Inactive T cells are found in lymphatic tissue awaiting infection by a pathogen. Certain T cells have antigen receptors that recognize the pathogen but do not reproduce until they are triggered by an APC. The activated T cell begins reproducing very quickly to form an army of active T cells that spread through the body and fight the pathogen. Cytotoxic T cells directly attach to and kill pathogens and virus-infected cells using powerful toxins. Helper T cells assist in the immune response by stimulating the response of B cells and macrophages.
After an infection has been fought off, memory T cells remain in the lymphatic tissue waiting for a new infection by cells presenting the same antigen. The response by memory T cells to the antigen is much faster than that of the inactive T cells that fought the first infection. The increase in T cell reaction speed leads to immunity—the reintroduction of the same pathogen is fought off so quickly that there are few or no symptoms. This immunity may last for years or even an entire lifetime.
- Antibody-mediated Specific Immunity. During an infection, the APCs that travel to the lymphatic system to stimulate T cells also stimulate B cells. B cells are lymphocytes that are found in lymphatic tissues of the body that produce antibodies to fight pathogens (instead of traveling through the body themselves). Once a B cell has been contacted by an APC, it processes the antigen to produce an MHC-antigen complex. Helper T cells present in the lymphatic system bind to the MHC-antigen complex to stimulate the B cell to become active. The active B cell begins to reproduce and produce 2 types of cells: plasma cells and memory B cells.
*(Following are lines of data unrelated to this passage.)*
use super::{round_2_decimals, CalcError};
use serde::{Deserialize, Serialize};
use serde_json::json;

pub const ASSIGNMENT_WEIGHT: f64 = 0.10;
pub const ATTENDANCE_WEIGHT: f64 = 0.10;
pub const MID_EXAM_WEIGHT: f64 = 0.20;
pub const FINAL_EXAM_WEIGHT: f64 = 0.60;

pub const DEFAULT_PASS_THRESHOLD: f64 = 50.0;

/// Each component is a percentage within its own category (0..=100),
/// not pre-scaled by its weight.
#[derive(Debug, Clone, Copy, PartialEq, Serialize, Deserialize)]
#[serde(rename_all = "camelCase")]
pub struct ComponentMarks {
    pub assignment: f64,
    pub attendance: f64,
    pub mid_exam: f64,
    pub final_exam: f64,
}

impl ComponentMarks {
    fn named(&self) -> [(&'static str, f64); 4] {
        [
            ("assignment", self.assignment),
            ("attendance", self.attendance),
            ("midExam", self.mid_exam),
            ("finalExam", self.final_exam),
        ]
    }
}

#[derive(Debug, Clone, Copy, PartialEq, Eq, Serialize)]
pub enum PassFail {
    Pass,
    Fail,
}

#[derive(Debug, Clone, PartialEq, Serialize)]
#[serde(rename_all = "camelCase")]
pub struct ExamResult {
    pub subject_id: String,
    #[serde(skip_serializing_if = "Option::is_none")]
    pub subject_name: Option<String>,
    #[serde(skip_serializing_if = "Option::is_none")]
    pub components: Option<ComponentMarks>,
    pub marks_obtained: Option<f64>,
}

#[derive(Debug, Clone, Default, PartialEq, Serialize)]
#[serde(rename_all = "camelCase")]
pub struct MarksSummary {
    pub subject_count: usize,
    pub total: f64,
    pub average: f64,
    pub highest: f64,
    pub lowest: f64,
    pub passed_count: usize,
    pub pass_percentage: f64,
}

#[derive(Debug, Clone, PartialEq, Serialize)]
#[serde(rename_all = "camelCase")]
pub struct StudentMarks {
    pub student_id: String,
    pub name: String,
    pub roll_num: i64,
    pub results: Vec<ExamResult>,
}

#[derive(Debug, Clone, PartialEq, Serialize)]
#[serde(rename_all = "camelCase")]
pub struct TopScorer {
    pub student_id: String,
    pub name: String,
    pub roll_num: i64,
    pub score: f64,
}

#[derive(Debug, Clone, Default, PartialEq, Serialize)]
#[serde(rename_all = "camelCase")]
pub struct SchoolPerformance {
    pub student_count: usize,
    pub highest_scorer: Option<TopScorer>,
    pub passed_count: usize,
    pub failed_count: usize,
    pub pass_percentage: f64,
}

/// Rejects a mark outside 0..=100 or one that is not finite.
pub fn validate_mark(field: &str, value: f64) -> Result<f64, CalcError> {
    if !value.is_finite() || !(0.0..=100.0).contains(&value) {
        return Err(
            CalcError::new("validation_failed", format!("{} must be between 0 and 100", field))
                .with_details(json!({ "field": field, "value": value.to_string() })),
        );
    }
    Ok(value)
}

pub fn weighted_total(components: &ComponentMarks) -> Result<f64, CalcError> {
    for (field, value) in components.named() {
        validate_mark(field, value)?;
    }
    let total = components.assignment * ASSIGNMENT_WEIGHT
        + components.attendance * ATTENDANCE_WEIGHT
        + components.mid_exam * MID_EXAM_WEIGHT
        + components.final_exam * FINAL_EXAM_WEIGHT;
    Ok(round_2_decimals(total).clamp(0.0, 100.0))
}

pub fn pass_fail(total: f64, threshold: f64) -> PassFail {
    if total >= threshold {
        PassFail::Pass
    } else {
        PassFail::Fail
    }
}

/// Totals over results with a defined `marks_obtained`; the rest are skipped.
pub fn summary(results: &[ExamResult], threshold: f64) -> MarksSummary {
    let marks: Vec<f64> = results.iter().filter_map(|r| r.marks_obtained).collect();
    if marks.is_empty() {
        return MarksSummary::default();
    }

    let total: f64 = marks.iter().sum();
    let highest = marks.iter().copied().fold(f64::MIN, f64::max);
    let lowest = marks.iter().copied().fold(f64::MAX, f64::min);
    let passed_count = marks
        .iter()
        .filter(|m| pass_fail(**m, threshold) == PassFail::Pass)
        .count();
    let n = marks.len();

    MarksSummary {
        subject_count: n,
        total,
        average: total / n as f64,
        highest,
        lowest,
        passed_count,
        pass_percentage: passed_count as f64 / n as f64 * 100.0,
    }
}

/// Dashboard metric: each student with results is judged on the mean of all
/// of their results (an undefined mark counts as 0). The pass percentage is
/// taken over every student, with or without results.
pub fn school_performance(students: &[StudentMarks], threshold: f64) -> SchoolPerformance {
    let mut perf = SchoolPerformance {
        student_count: students.len(),
        ..SchoolPerformance::default()
    };
    if students.is_empty() {
        return perf;
    }

    let mut best: Option<TopScorer> = None;
    for s in students {
        if s.results.is_empty() {
            continue;
        }
        let sum: f64 = s.results.iter().map(|r| r.marks_obtained.unwrap_or(0.0)).sum();
        let avg = sum / s.results.len() as f64;

        // First student wins ties.
        if best.as_ref().map(|b| avg > b.score).unwrap_or(true) {
            best = Some(TopScorer {
                student_id: s.student_id.clone(),
                name: s.name.clone(),
                roll_num: s.roll_num,
                score: avg,
            });
        }
        match pass_fail(avg, threshold) {
            PassFail::Pass => perf.passed_count += 1,
            PassFail::Fail => perf.failed_count += 1,
        }
    }

    perf.highest_scorer = best;
    perf.pass_percentage = perf.passed_count as f64 / students.len() as f64 * 100.0;
    perf
}

#[cfg(test)]
mod tests {
    use super::*;

    fn result(subject: &str, marks: Option<f64>) -> ExamResult {
        ExamResult {
            subject_id: subject.to_string(),
            subject_name: None,
            components: None,
            marks_obtained: marks,
        }
    }

    fn student(id: &str, marks: &[Option<f64>]) -> StudentMarks {
        StudentMarks {
            student_id: id.to_string(),
            name: format!("Student {}", id),
            roll_num: 1,
            results: marks
                .iter()
                .enumerate()
                .map(|(i, m)| result(&format!("s{}", i), *m))
                .collect(),
        }
    }

    #[test]
    fn weighted_total_applies_fixed_weights() {
        let c = ComponentMarks {
            assignment: 80.0,
            attendance: 90.0,
            mid_exam: 70.0,
            final_exam: 60.0,
        };
        assert_eq!(weighted_total(&c).expect("valid"), 67.0);
    }

    #[test]
    fn weighted_total_full_marks_is_100() {
        let c = ComponentMarks {
            assignment: 100.0,
            attendance: 100.0,
            mid_exam: 100.0,
            final_exam: 100.0,
        };
        assert_eq!(weighted_total(&c).expect("valid"), 100.0);
    }

    #[test]
    fn weighted_total_rejects_out_of_range_component() {
        let c = ComponentMarks {
            assignment: 80.0,
            attendance: 90.0,
            mid_exam: 120.0,
            final_exam: 60.0,
        };
        let e = weighted_total(&c).expect_err("should reject");
        assert_eq!(e.code, "validation_failed");
        assert_eq!(e.details.as_ref().and_then(|d| d.get("field")).and_then(|v| v.as_str()), Some("midExam"));

        let nan = ComponentMarks {
            assignment: f64::NAN,
            ..c
        };
        assert!(weighted_total(&nan).is_err());
        let neg = ComponentMarks {
            final_exam: -1.0,
            mid_exam: 10.0,
            ..c
        };
        assert!(weighted_total(&neg).is_err());
    }

    #[test]
    fn pass_fail_is_inclusive_at_threshold() {
        assert_eq!(pass_fail(50.0, 50.0), PassFail::Pass);
        assert_eq!(pass_fail(49.99, 50.0), PassFail::Fail);
        assert_eq!(pass_fail(40.0, 40.0), PassFail::Pass);
    }

    #[test]
    fn summary_of_nothing_is_all_zero() {
        assert_eq!(summary(&[], 50.0), MarksSummary::default());
        assert_eq!(summary(&[result("a", None)], 50.0), MarksSummary::default());
    }

    #[test]
    fn summary_pass_percentage_half() {
        let s = summary(&[result("a", Some(30.0)), result("b", Some(70.0))], 50.0);
        assert_eq!(s.subject_count, 2);
        assert_eq!(s.total, 100.0);
        assert_eq!(s.average, 50.0);
        assert_eq!(s.highest, 70.0);
        assert_eq!(s.lowest, 30.0);
        assert_eq!(s.passed_count, 1);
        assert_eq!(s.pass_percentage, 50.0);
    }

    #[test]
    fn summary_skips_undefined_marks() {
        let s = summary(
            &[result("a", Some(90.0)), result("b", None), result("c", Some(45.0))],
            40.0,
        );
        assert_eq!(s.subject_count, 2);
        assert_eq!(s.passed_count, 2);
        assert_eq!(s.pass_percentage, 100.0);
    }

    #[test]
    fn school_performance_counts_students_without_results_in_denominator() {
        let students = vec![
            student("a", &[Some(80.0), Some(60.0)]),
            student("b", &[Some(20.0), None]),
            student("c", &[]),
            student("d", &[Some(70.0)]),
        ];
        let p = school_performance(&students, 50.0);
        assert_eq!(p.student_count, 4);
        assert_eq!(p.passed_count, 2);
        assert_eq!(p.failed_count, 1);
        assert_eq!(p.pass_percentage, 50.0);
        let top = p.highest_scorer.expect("top scorer");
        // a and d tie at 70; the first one seen keeps the spot.
        assert_eq!(top.student_id, "a");
        assert_eq!(top.score, 70.0);
    }

    #[test]
    fn school_performance_empty_is_zeroed() {
        let p = school_performance(&[], 50.0);
        assert_eq!(p, SchoolPerformance::default());
    }
}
1. Plasma cells. Plasma cells become antibody factories producing thousands of antibodies.
2. Memory B cells. Memory B cells reside in the lymphatic system where they help to provide immunity by preparing for later infection by the same antigen-presenting pathogen.
Antibodies are proteins that are specific to and bind to a particular antigen on a cell or virus. Once antibodies have latched on to a cell or virus, they make it harder for their target to move, reproduce, and infect cells. Antibodies also make it easier and more appealing for phagocytes to consume the pathogen.
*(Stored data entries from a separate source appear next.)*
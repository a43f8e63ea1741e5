pub mod admin;
pub mod attendance;
pub mod complain;
pub mod core;
pub mod exam;
pub mod notice;
pub mod sclass;
pub mod student;
pub mod subject;
pub mod teacher;
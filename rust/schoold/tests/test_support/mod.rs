#![allow(dead_code)]

use serde_json::json;
use std::io::{BufRead, BufReader, Write};
use std::path::PathBuf;
use std::process::{Child, ChildStdin, ChildStdout, Command, Stdio};
use std::time::{SystemTime, UNIX_EPOCH};

pub fn temp_dir(prefix: &str) -> PathBuf {
    let p = std::env::temp_dir().join(format!(
        "{}-{}",
        prefix,
        SystemTime::now()
            .duration_since(UNIX_EPOCH)
            .expect("clock")
            .as_nanos()
    ));
    std::fs::create_dir_all(&p).expect("create temp dir");
    p
}

pub fn spawn_sidecar(data_dir: &std::path::Path) -> (Child, ChildStdin, BufReader<ChildStdout>) {
    let exe = env!("CARGO_BIN_EXE_schoold");
    let mut child = Command::new(exe)
        .arg("--stdio")
        .arg("--data-dir")
        .arg(data_dir)
        .arg("--bcrypt-cost")
        .arg("4")
        .stdin(Stdio::piped())
        .stdout(Stdio::piped())
        .stderr(Stdio::null())
        .spawn()
        .expect("spawn schoold");
    let stdin = child.stdin.take().expect("child stdin");
    let stdout = child.stdout.take().expect("child stdout");
    (child, stdin, BufReader::new(stdout))
}

pub fn request(
    stdin: &mut ChildStdin,
    reader: &mut BufReader<ChildStdout>,
    id: &str,
    method: &str,
    params: serde_json::Value,
    token: Option<&str>,
) -> serde_json::Value {
    let mut payload = json!({
        "id": id,
        "method": method,
        "params": params,
    });
    if let Some(t) = token {
        payload["token"] = json!(t);
    }
    writeln!(stdin, "{}", payload).expect("write request");
    stdin.flush().expect("flush request");

    let mut line = String::new();
    reader.read_line(&mut line).expect("read response line");
    assert!(!line.trim().is_empty(), "empty response for {}", method);
    let value: serde_json::Value = serde_json::from_str(line.trim()).expect("parse response json");
    assert_eq!(value.get("id").and_then(|v| v.as_str()), Some(id));
    value
}

pub fn request_ok(
    stdin: &mut ChildStdin,
    reader: &mut BufReader<ChildStdout>,
    id: &str,
    method: &str,
    params: serde_json::Value,
    token: Option<&str>,
) -> serde_json::Value {
    let value = request(stdin, reader, id, method, params, token);
    assert_eq!(
        value.get("ok").and_then(|v| v.as_bool()),
        Some(true),
        "{} failed: {}",
        method,
        value
    );
    value.get("result").cloned().unwrap_or(serde_json::Value::Null)
}

/// Returns the error code of a request that is expected to fail.
pub fn request_err(
    stdin: &mut ChildStdin,
    reader: &mut BufReader<ChildStdout>,
    id: &str,
    method: &str,
    params: serde_json::Value,
    token: Option<&str>,
) -> String {
    let value = request(stdin, reader, id, method, params, token);
    assert_eq!(
        value.get("ok").and_then(|v| v.as_bool()),
        Some(false),
        "{} unexpectedly succeeded: {}",
        method,
        value
    );
    value
        .get("error")
        .and_then(|e| e.get("code"))
        .and_then(|v| v.as_str())
        .expect("error code")
        .to_string()
}

pub fn str_field(v: &serde_json::Value, key: &str) -> String {
    v.get(key)
        .and_then(|v| v.as_str())
        .unwrap_or_else(|| panic!("missing {} in {}", key, v))
        .to_string()
}

/// One admin, one class with two subjects (3 and 2 sessions), one student.
pub struct School {
    pub admin_id: String,
    pub admin_token: String,
    pub class_id: String,
    pub maths_id: String,
    pub science_id: String,
    pub student_id: String,
    pub student_token: String,
}

pub fn seed_school(
    stdin: &mut ChildStdin,
    reader: &mut BufReader<ChildStdout>,
    tag: &str,
) -> School {
    let admin = request_ok(
        stdin,
        reader,
        "seed-1",
        "admin.register",
        json!({
            "name": "Head",
            "email": format!("head-{}@school.test", tag),
            "password": "admin-pw",
            "schoolName": format!("School {}", tag),
        }),
        None,
    );
    let admin_id = str_field(&admin, "id");
    let admin_token = str_field(&admin, "token");

    let class = request_ok(
        stdin,
        reader,
        "seed-2",
        "sclass.create",
        json!({ "sclassName": "7A" }),
        Some(&admin_token),
    );
    let class_id = str_field(&class, "id");

    let subjects = request_ok(
        stdin,
        reader,
        "seed-3",
        "subject.create",
        json!({
            "sclassName": class_id,
            "subjects": [
                { "subName": "Maths", "subCode": "M7", "sessions": 3 },
                { "subName": "Science", "subCode": "S7", "sessions": 2 }
            ]
        }),
        Some(&admin_token),
    );
    let subjects = subjects.as_array().expect("subjects array");
    let maths_id = str_field(&subjects[0], "id");
    let science_id = str_field(&subjects[1], "id");

    let student = request_ok(
        stdin,
        reader,
        "seed-4",
        "student.register",
        json!({
            "name": "Asha",
            "rollNum": 1,
            "password": "student-pw",
            "sclassName": class_id,
        }),
        Some(&admin_token),
    );
    let student_id = str_field(&student, "id");

    let login = request_ok(
        stdin,
        reader,
        "seed-5",
        "student.login",
        json!({ "rollNum": 1, "studentName": "Asha", "password": "student-pw" }),
        None,
    );
    let student_token = str_field(&login, "token");

    School {
        admin_id,
        admin_token,
        class_id,
        maths_id,
        science_id,
        student_id,
        student_token,
    }
}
- Acquired Immunity. Under most circumstances, immunity is developed throughout a lifetime by the accumulation of memory T and B cells after an infection. There are a few ways that immunity can be acquired without exposure to a pathogen. Immunization is the process of introducing antigens from a virus or bacterium to the body so that memory T and B cells are produced to prevent an actual infection. Most immunizations involve the injection of bacteria or viruses that have been inactivated or weakened. Newborn infants can also acquire some temporary immunity from infection thanks to antibodies that are passed on from their mother. Some antibodies are able to cross the placenta from the mother’s blood and enter the infant’s bloodstream. Other antibodies are passed through breast milk to protect the infant.